Sunday, September 21, 2008
Title: Independent People
Author: Halldor Laxness
Pages: 512 pages
Rating: 4 out of 5
Independent People is the story of Bjartur of Summerhouses, an Icelandic crofter who has bought his own croft after 18 years of servitude to the Bailiff of Myri. Bjartur is conservative, stubborn, and fearful of progress. He is not especially likeable, but you can't help being drawn into his plight. Bjartur prides himself on being an independent man, defining independence as freedom from servitude. However, freedom and independence from starvation, sickness, and extreme poverty are issues he confronts on a daily basis.
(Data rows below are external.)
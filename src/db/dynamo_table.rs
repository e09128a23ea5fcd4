// src/db/dynamo_table.rs

use std::collections::HashMap;

use anyhow::Context;
use async_trait::async_trait;
use aws_sdk_dynamodb::Client;
use aws_sdk_dynamodb::error::{DisplayErrorContext, ProvideErrorMetadata, SdkError};
use aws_sdk_dynamodb::types::{
    AttributeDefinition, AttributeValue, BillingMode, KeySchemaElement, KeyType, ReturnValue,
    ScalarAttributeType,
};

use crate::db::table::{
    ATTR_INVENTORY, DecodeFailure, ItemChange, ItemTable, PageRequest, RawPage, TableError,
    count_bounds,
};
use crate::models::item::{ItemKey, ItemRecord};

type Attributes = HashMap<String, AttributeValue>;

#[derive(Debug, Clone)]
pub struct DynamoTable {
    client: Client,
    table: String,
}

impl DynamoTable {
    pub fn new(client: Client, table: impl Into<String>) -> Self {
        Self {
            client,
            table: table.into(),
        }
    }

    /// Builds a client from the ambient AWS configuration. `endpoint`
    /// points the client at a local stack instead of the regional service.
    pub async fn connect(region: &str, endpoint: Option<&str>, table: &str) -> Self {
        let shared = aws_config::defaults(aws_config::BehaviorVersion::latest())
            .region(aws_config::Region::new(region.to_owned()))
            .load()
            .await;
        let mut builder = aws_sdk_dynamodb::config::Builder::from(&shared);
        if let Some(endpoint) = endpoint {
            builder = builder.endpoint_url(endpoint);
        }
        Self::new(Client::from_conf(builder.build()), table)
    }

    pub fn table_name(&self) -> &str {
        &self.table
    }

    /// Creates the PK/SK table when it does not exist yet. Meant for local runs.
    #[tracing::instrument(skip(self), fields(table = %self.table))]
    pub async fn ensure_table(&self) -> anyhow::Result<()> {
        match self.client.describe_table().table_name(&self.table).send().await {
            Ok(_) => return Ok(()),
            Err(err) if err.code() == Some("ResourceNotFoundException") => {}
            Err(err) => return Err(err).context("failed to describe table"),
        }

        tracing::info!("creating table");
        self.client
            .create_table()
            .table_name(&self.table)
            .key_schema(
                KeySchemaElement::builder()
                    .attribute_name("PK")
                    .key_type(KeyType::Hash)
                    .build()?,
            )
            .key_schema(
                KeySchemaElement::builder()
                    .attribute_name("SK")
                    .key_type(KeyType::Range)
                    .build()?,
            )
            .attribute_definitions(
                AttributeDefinition::builder()
                    .attribute_name("PK")
                    .attribute_type(ScalarAttributeType::S)
                    .build()?,
            )
            .attribute_definitions(
                AttributeDefinition::builder()
                    .attribute_name("SK")
                    .attribute_type(ScalarAttributeType::S)
                    .build()?,
            )
            .billing_mode(BillingMode::PayPerRequest)
            .send()
            .await
            .context("failed to create table")?;

        Ok(())
    }
}

fn key_attributes(pk: &str, sk: &str) -> Attributes {
    HashMap::from([
        ("PK".to_string(), AttributeValue::S(pk.to_owned())),
        ("SK".to_string(), AttributeValue::S(sk.to_owned())),
    ])
}

fn classify<E, R>(err: SdkError<E, R>) -> TableError
where
    E: ProvideErrorMetadata + std::error::Error + 'static,
    R: std::fmt::Debug,
{
    let transport = matches!(err, SdkError::TimeoutError(_) | SdkError::DispatchFailure(_));
    let code = err.code().map(str::to_owned);
    let message = DisplayErrorContext(&err).to_string();

    match code.as_deref() {
        Some("ConditionalCheckFailedException") => TableError::ConditionFailed,
        Some(
            "ProvisionedThroughputExceededException"
            | "ThrottlingException"
            | "RequestLimitExceeded"
            | "InternalServerError"
            | "ServiceUnavailable",
        ) => TableError::Transient(message),
        _ if transport => TableError::Transient(message),
        _ => TableError::Backend(message),
    }
}

/// Translates a change into an update expression plus its condition.
struct UpdateExpression {
    update: String,
    condition: String,
    names: HashMap<String, String>,
    values: Attributes,
}

fn update_expression(change: &ItemChange) -> Result<UpdateExpression, TableError> {
    let mut sets = Vec::new();
    let mut names = HashMap::new();
    let mut values = HashMap::new();

    for (i, (attr, value)) in change.assignments()?.into_iter().enumerate() {
        let value: AttributeValue = serde_dynamo::to_attribute_value(value)
            .map_err(|e| TableError::Encode(e.to_string()))?;
        sets.push(format!("#a{i} = :a{i}"));
        names.insert(format!("#a{i}"), attr.to_string());
        values.insert(format!(":a{i}"), value);
    }

    let mut condition = "attribute_exists(PK)".to_string();
    if let Some(delta) = change.inventory_delta() {
        sets.push("#inv = #inv + :delta".to_string());
        names.insert("#inv".to_string(), ATTR_INVENTORY.to_string());
        values.insert(":delta".to_string(), AttributeValue::N(delta.to_string()));
        condition.push_str(" AND #inv BETWEEN :floor AND :ceiling");
        let (floor, ceiling) = count_bounds(delta);
        values.insert(":floor".to_string(), AttributeValue::N(floor.to_string()));
        values.insert(":ceiling".to_string(), AttributeValue::N(ceiling.to_string()));
    }

    Ok(UpdateExpression {
        update: format!("SET {}", sets.join(", ")),
        condition,
        names,
        values,
    })
}

#[async_trait]
impl ItemTable for DynamoTable {
    #[tracing::instrument(skip(self, record), fields(sk = %record.sk))]
    async fn put(&self, record: &ItemRecord) -> Result<(), TableError> {
        let item: Attributes =
            serde_dynamo::to_item(record).map_err(|e| TableError::Encode(e.to_string()))?;

        self.client
            .put_item()
            .table_name(&self.table)
            .set_item(Some(item))
            .send()
            .await
            .map_err(classify)?;

        Ok(())
    }

    #[tracing::instrument(skip(self))]
    async fn get(&self, key: &ItemKey) -> Result<Option<ItemRecord>, TableError> {
        let output = self
            .client
            .get_item()
            .table_name(&self.table)
            .set_key(Some(key_attributes(&key.pk, &key.sk)))
            .consistent_read(true)
            .send()
            .await
            .map_err(classify)?;

        output
            .item
            .map(|item| {
                serde_dynamo::from_item(item).map_err(|e| TableError::Decode(e.to_string()))
            })
            .transpose()
    }

    #[tracing::instrument(skip(self, change))]
    async fn apply(&self, key: &ItemKey, change: &ItemChange) -> Result<ItemRecord, TableError> {
        let expression = update_expression(change)?;

        let output = self
            .client
            .update_item()
            .table_name(&self.table)
            .set_key(Some(key_attributes(&key.pk, &key.sk)))
            .update_expression(expression.update)
            .condition_expression(expression.condition)
            .set_expression_attribute_names(Some(expression.names))
            .set_expression_attribute_values(Some(expression.values))
            .return_values(ReturnValue::AllOld)
            .send()
            .await
            .map_err(classify)?;

        let before = output
            .attributes
            .ok_or_else(|| TableError::Decode("update returned no previous attributes".into()))?;
        serde_dynamo::from_item(before).map_err(|e| TableError::Decode(e.to_string()))
    }

    #[tracing::instrument(skip(self))]
    async fn query(&self, request: &PageRequest) -> Result<RawPage, TableError> {
        let output = self
            .client
            .query()
            .table_name(&self.table)
            .key_condition_expression("PK = :pk AND begins_with(SK, :sk_prefix)")
            .expression_attribute_values(":pk", AttributeValue::S(request.pk.clone()))
            .expression_attribute_values(":sk_prefix", AttributeValue::S(request.sk_prefix.clone()))
            .limit(request.limit.max(1))
            .set_exclusive_start_key(
                request
                    .exclusive_start
                    .as_deref()
                    .map(|sk| key_attributes(&request.pk, sk)),
            )
            .send()
            .await
            .map_err(classify)?;

        let rows = output
            .items
            .unwrap_or_default()
            .into_iter()
            .map(|item| {
                let sk = item
                    .get("SK")
                    .and_then(|value| value.as_s().ok())
                    .cloned();
                serde_dynamo::from_item(item).map_err(|e| DecodeFailure {
                    sk,
                    reason: e.to_string(),
                })
            })
            .collect();

        let last_evaluated = output
            .last_evaluated_key
            .and_then(|key| key.get("SK").and_then(|value| value.as_s().ok()).cloned());

        Ok(RawPage {
            rows,
            last_evaluated,
        })
    }

    fn backend(&self) -> &'static str {
        "dynamodb"
    }
}
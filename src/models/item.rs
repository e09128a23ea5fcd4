// src/models/item.rs

use chrono::{DateTime, Utc};
use rust_decimal::Decimal;
use serde::{Deserialize, Serialize};
use thiserror::Error;
use utoipa::ToSchema;

/// Partition key prefix: one partition per tenant.
pub const TENANT_KEY_PREFIX: &str = "TENANT#";
/// Sort key prefix shared by every item record of a tenant.
pub const ITEM_KEY_PREFIX: &str = "ITEM#";

// ---
// 1. Category
// ---
#[derive(Debug, Clone, Copy, PartialEq, Eq, Hash, Default, Serialize, Deserialize, ToSchema)]
pub enum ItemCategory {
    #[default]
    #[serde(rename = "ITEM_CATEGORY_UNSPECIFIED")]
    Unspecified,
    #[serde(rename = "ITEM_CATEGORY_ELECTRONICS")]
    Electronics,
    #[serde(rename = "ITEM_CATEGORY_CLOTHING")]
    Clothing,
    #[serde(rename = "ITEM_CATEGORY_BOOKS")]
    Books,
    #[serde(rename = "ITEM_CATEGORY_HOME")]
    Home,
    #[serde(rename = "ITEM_CATEGORY_SPORTS")]
    Sports,
}

impl ItemCategory {
    /// Number stored in the `Category` attribute.
    pub fn code(self) -> i32 {
        match self {
            ItemCategory::Unspecified => 0,
            ItemCategory::Electronics => 1,
            ItemCategory::Clothing => 2,
            ItemCategory::Books => 3,
            ItemCategory::Home => 4,
            ItemCategory::Sports => 5,
        }
    }

    pub fn from_code(code: i32) -> Option<Self> {
        match code {
            0 => Some(ItemCategory::Unspecified),
            1 => Some(ItemCategory::Electronics),
            2 => Some(ItemCategory::Clothing),
            3 => Some(ItemCategory::Books),
            4 => Some(ItemCategory::Home),
            5 => Some(ItemCategory::Sports),
            _ => None,
        }
    }

    /// `Unspecified` used as a filter matches everything.
    pub fn matches(self, other: ItemCategory) -> bool {
        self == ItemCategory::Unspecified || self == other
    }
}

// ---
// 2. Status
// ---
// Closed set, no transition table: any status may follow any other.
#[derive(Debug, Clone, Copy, PartialEq, Eq, Hash, Default, Serialize, Deserialize, ToSchema)]
pub enum ItemStatus {
    #[default]
    #[serde(rename = "ITEM_STATUS_UNSPECIFIED")]
    Unspecified,
    #[serde(rename = "ITEM_STATUS_ACTIVE")]
    Active,
    #[serde(rename = "ITEM_STATUS_INACTIVE")]
    Inactive,
    #[serde(rename = "ITEM_STATUS_OUT_OF_STOCK")]
    OutOfStock,
    #[serde(rename = "ITEM_STATUS_DISCONTINUED")]
    Discontinued,
}

impl ItemStatus {
    pub fn code(self) -> i32 {
        match self {
            ItemStatus::Unspecified => 0,
            ItemStatus::Active => 1,
            ItemStatus::Inactive => 2,
            ItemStatus::OutOfStock => 3,
            ItemStatus::Discontinued => 4,
        }
    }

    pub fn from_code(code: i32) -> Option<Self> {
        match code {
            0 => Some(ItemStatus::Unspecified),
            1 => Some(ItemStatus::Active),
            2 => Some(ItemStatus::Inactive),
            3 => Some(ItemStatus::OutOfStock),
            4 => Some(ItemStatus::Discontinued),
            _ => None,
        }
    }

    pub fn matches(self, other: ItemStatus) -> bool {
        self == ItemStatus::Unspecified || self == other
    }
}

// ---
// 3. Item (what the RPC surface returns)
// ---
#[derive(Debug, Clone, PartialEq, Serialize, Deserialize, ToSchema)]
#[serde(rename_all = "camelCase")]
pub struct Item {
    #[serde(rename = "id")]
    pub item_id: String,
    pub tenant_id: i64,
    pub name: String,
    pub description: String,
    #[schema(value_type = f64)]
    pub price: Decimal,
    pub category: ItemCategory,
    pub status: ItemStatus,
    pub sku: String,
    pub inventory_count: i32,
    pub tags: Vec<String>,
    pub created_at: DateTime<Utc>,
    pub updated_at: DateTime<Utc>,
    pub created_by: String,
    pub updated_by: String,
}

// ---
// 4. Storage key
// ---
#[derive(Debug, Clone, PartialEq, Eq, Hash, PartialOrd, Ord)]
pub struct ItemKey {
    pub pk: String,
    pub sk: String,
}

impl ItemKey {
    pub fn new(tenant_id: i64, item_id: &str) -> Self {
        Self {
            pk: partition_key(tenant_id),
            sk: sort_key(item_id),
        }
    }
}

pub fn partition_key(tenant_id: i64) -> String {
    format!("{TENANT_KEY_PREFIX}{tenant_id}")
}

pub fn sort_key(item_id: &str) -> String {
    format!("{ITEM_KEY_PREFIX}{item_id}")
}

// ---
// 5. ItemRecord (the shape persisted in the backing table)
// ---
// Attribute names are shared by every backend, so a table written by one
// deployment stays readable by another.
#[derive(Debug, Clone, PartialEq, Serialize, Deserialize)]
pub struct ItemRecord {
    #[serde(rename = "PK")]
    pub pk: String,
    #[serde(rename = "SK")]
    pub sk: String,
    #[serde(rename = "ItemID")]
    pub item_id: String,
    #[serde(rename = "TenantID")]
    pub tenant_id: i64,
    #[serde(rename = "Name")]
    pub name: String,
    #[serde(rename = "Description", default)]
    pub description: String,
    #[serde(rename = "Price")]
    pub price: Decimal,
    #[serde(rename = "Category")]
    pub category: i32,
    #[serde(rename = "Status")]
    pub status: i32,
    #[serde(rename = "SKU", default)]
    pub sku: String,
    #[serde(rename = "InventoryCount")]
    pub inventory_count: i32,
    #[serde(rename = "Tags", default)]
    pub tags: Vec<String>,
    #[serde(rename = "CreatedAt")]
    pub created_at: DateTime<Utc>,
    #[serde(rename = "UpdatedAt")]
    pub updated_at: DateTime<Utc>,
    #[serde(rename = "CreatedBy", default)]
    pub created_by: String,
    #[serde(rename = "UpdatedBy", default)]
    pub updated_by: String,
}

#[derive(Debug, Error, PartialEq, Eq)]
pub enum RecordError {
    #[error("unknown category code {0}")]
    UnknownCategory(i32),
    #[error("unknown status code {0}")]
    UnknownStatus(i32),
}

impl ItemRecord {
    pub fn key(&self) -> ItemKey {
        ItemKey {
            pk: self.pk.clone(),
            sk: self.sk.clone(),
        }
    }
}

impl From<&Item> for ItemRecord {
    fn from(item: &Item) -> Self {
        let key = ItemKey::new(item.tenant_id, &item.item_id);
        Self {
            pk: key.pk,
            sk: key.sk,
            item_id: item.item_id.clone(),
            tenant_id: item.tenant_id,
            name: item.name.clone(),
            description: item.description.clone(),
            price: item.price,
            category: item.category.code(),
            status: item.status.code(),
            sku: item.sku.clone(),
            inventory_count: item.inventory_count,
            tags: item.tags.clone(),
            created_at: item.created_at,
            updated_at: item.updated_at,
            created_by: item.created_by.clone(),
            updated_by: item.updated_by.clone(),
        }
    }
}

impl TryFrom<ItemRecord> for Item {
    type Error = RecordError;

    fn try_from(record: ItemRecord) -> Result<Self, Self::Error> {
        let category = ItemCategory::from_code(record.category)
            .ok_or(RecordError::UnknownCategory(record.category))?;
        let status =
            ItemStatus::from_code(record.status).ok_or(RecordError::UnknownStatus(record.status))?;

        Ok(Self {
            item_id: record.item_id,
            tenant_id: record.tenant_id,
            name: record.name,
            description: record.description,
            price: record.price,
            category,
            status,
            sku: record.sku,
            inventory_count: record.inventory_count,
            tags: record.tags,
            created_at: record.created_at,
            updated_at: record.updated_at,
            created_by: record.created_by,
            updated_by: record.updated_by,
        })
    }
}

// ---
// 6. Store inputs and outputs
// ---
#[derive(Debug, Clone)]
pub struct NewItem {
    pub name: String,
    pub description: String,
    pub price: Decimal,
    pub category: ItemCategory,
    pub sku: String,
    pub inventory_count: i32,
    pub tags: Vec<String>,
    pub created_by: String,
}

/// Full replacement of every mutable field. Fields the caller leaves out are
/// overwritten, so callers resend unchanged values.
#[derive(Debug, Clone)]
pub struct ItemUpdate {
    pub name: String,
    pub description: String,
    pub price: Decimal,
    pub category: ItemCategory,
    pub status: ItemStatus,
    pub sku: String,
    pub inventory_count: i32,
    pub tags: Vec<String>,
    pub updated_by: String,
}

#[derive(Debug, Clone, Default)]
pub struct ListQuery {
    pub category: ItemCategory,
    pub status: ItemStatus,
    /// Accepted for wire compatibility, not applied.
    pub search_query: String,
    pub page_size: i32,
    pub page_token: Option<String>,
}

#[derive(Debug, Clone, PartialEq)]
pub struct ItemPage {
    pub items: Vec<Item>,
    pub next_page_token: Option<String>,
    pub returned_count: i32,
    pub has_more: bool,
}

#[derive(Debug, Clone, PartialEq)]
pub struct InventoryAdjustment {
    pub item: Item,
    pub previous_count: i32,
}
Halldor Laxness won the Nobel Prize in 1955, and many view Independent People as the crown of his achievements. Despite this, it remains an obscure novel--it took months to obtain a copy through the interlibrary loan system--from a small country most Americans know little about. For me, that is part of its charm.
The book is hard describe. It is about many things: Icelandic sheep farmers in the early 20th century, self-sufficiency and independence, a satirical look at Bjartur's limitations, the impact of war, and the juxtaposition of economics and politics (particularly socialism vs capitalism), all play out through the course of this epic novel. There are long discussions of ancient Icelandic poetry, for Bjartur is a poet, which really gives the story a timeless quality. Framing these themes is the relationship between Bjartur and his only daughter Asta Sollija.
Independent People certainly hold its own in comparison to other works of the time by authors such as Ernest Hemingway, John Steinbeck and Pearl S. Buck. It is a book to read when you have the time to sit down and browse slowly.